> **Assignment**
The lines you return should be those containing the string "entity", taken from the data below.

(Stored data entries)
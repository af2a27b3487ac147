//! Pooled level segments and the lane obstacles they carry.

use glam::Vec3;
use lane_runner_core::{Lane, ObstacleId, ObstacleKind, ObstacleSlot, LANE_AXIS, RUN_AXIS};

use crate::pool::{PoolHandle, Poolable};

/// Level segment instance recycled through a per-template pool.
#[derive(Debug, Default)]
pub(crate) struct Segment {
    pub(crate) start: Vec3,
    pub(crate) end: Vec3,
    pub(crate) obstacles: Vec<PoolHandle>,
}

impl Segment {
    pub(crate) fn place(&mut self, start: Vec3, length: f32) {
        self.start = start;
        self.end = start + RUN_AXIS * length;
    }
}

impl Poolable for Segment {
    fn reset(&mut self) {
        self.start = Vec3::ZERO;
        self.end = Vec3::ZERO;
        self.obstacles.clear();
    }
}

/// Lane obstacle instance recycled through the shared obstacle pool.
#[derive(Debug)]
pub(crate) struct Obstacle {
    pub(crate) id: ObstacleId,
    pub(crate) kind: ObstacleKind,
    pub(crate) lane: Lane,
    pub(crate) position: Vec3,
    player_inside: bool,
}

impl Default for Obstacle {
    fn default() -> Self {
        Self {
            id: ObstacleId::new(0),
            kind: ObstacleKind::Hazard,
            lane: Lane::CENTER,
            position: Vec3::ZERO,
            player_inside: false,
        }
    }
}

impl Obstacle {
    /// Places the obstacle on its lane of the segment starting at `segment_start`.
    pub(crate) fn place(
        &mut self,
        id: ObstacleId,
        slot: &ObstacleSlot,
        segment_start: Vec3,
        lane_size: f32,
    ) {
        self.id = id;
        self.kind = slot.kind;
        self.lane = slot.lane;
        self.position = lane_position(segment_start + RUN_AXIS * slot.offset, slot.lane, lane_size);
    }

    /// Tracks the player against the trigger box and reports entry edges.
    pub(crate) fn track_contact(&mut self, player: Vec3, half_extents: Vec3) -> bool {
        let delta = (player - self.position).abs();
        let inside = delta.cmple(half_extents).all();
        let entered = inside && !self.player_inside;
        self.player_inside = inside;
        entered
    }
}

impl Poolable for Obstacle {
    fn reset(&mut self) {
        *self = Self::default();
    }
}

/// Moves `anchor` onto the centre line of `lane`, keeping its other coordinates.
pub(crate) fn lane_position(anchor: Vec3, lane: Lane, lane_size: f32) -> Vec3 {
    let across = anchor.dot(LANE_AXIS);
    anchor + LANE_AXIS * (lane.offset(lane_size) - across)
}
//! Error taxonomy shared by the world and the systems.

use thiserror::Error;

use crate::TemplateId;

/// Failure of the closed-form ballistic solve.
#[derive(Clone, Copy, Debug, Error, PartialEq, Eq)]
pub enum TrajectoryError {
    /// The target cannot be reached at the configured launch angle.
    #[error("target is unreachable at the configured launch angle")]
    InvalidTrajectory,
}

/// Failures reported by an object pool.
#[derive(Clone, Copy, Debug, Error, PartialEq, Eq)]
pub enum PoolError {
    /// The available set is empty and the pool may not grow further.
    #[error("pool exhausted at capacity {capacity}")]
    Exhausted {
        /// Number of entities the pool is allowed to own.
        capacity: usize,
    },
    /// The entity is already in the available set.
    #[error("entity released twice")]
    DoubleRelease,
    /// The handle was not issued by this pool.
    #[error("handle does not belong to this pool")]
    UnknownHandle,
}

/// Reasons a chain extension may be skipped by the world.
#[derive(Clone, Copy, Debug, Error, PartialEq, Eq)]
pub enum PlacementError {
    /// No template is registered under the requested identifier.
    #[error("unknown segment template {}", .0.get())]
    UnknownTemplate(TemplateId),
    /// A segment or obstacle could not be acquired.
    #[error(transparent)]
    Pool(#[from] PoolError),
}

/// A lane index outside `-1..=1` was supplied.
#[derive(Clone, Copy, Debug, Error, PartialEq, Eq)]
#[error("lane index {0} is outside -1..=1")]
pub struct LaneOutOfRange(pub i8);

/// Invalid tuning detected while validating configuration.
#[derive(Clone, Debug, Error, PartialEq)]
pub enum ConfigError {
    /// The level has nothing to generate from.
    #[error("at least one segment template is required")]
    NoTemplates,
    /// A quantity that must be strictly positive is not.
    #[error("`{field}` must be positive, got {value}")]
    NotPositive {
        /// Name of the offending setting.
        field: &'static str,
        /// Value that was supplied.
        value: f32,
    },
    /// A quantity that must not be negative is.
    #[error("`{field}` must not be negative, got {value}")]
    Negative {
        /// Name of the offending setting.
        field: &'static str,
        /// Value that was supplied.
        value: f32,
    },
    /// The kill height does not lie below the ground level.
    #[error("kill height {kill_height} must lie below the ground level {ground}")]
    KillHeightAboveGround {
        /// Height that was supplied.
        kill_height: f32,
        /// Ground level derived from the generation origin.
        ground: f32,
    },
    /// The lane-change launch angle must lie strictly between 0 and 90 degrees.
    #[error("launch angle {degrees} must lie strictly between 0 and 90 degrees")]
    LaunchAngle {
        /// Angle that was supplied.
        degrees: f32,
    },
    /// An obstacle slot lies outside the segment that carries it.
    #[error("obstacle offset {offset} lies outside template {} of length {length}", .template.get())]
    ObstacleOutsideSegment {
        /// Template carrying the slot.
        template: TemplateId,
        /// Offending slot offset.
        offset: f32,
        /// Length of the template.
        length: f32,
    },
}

> **Answer section**
    /// The entity is already in the available set.
    #[error("entity released twice")]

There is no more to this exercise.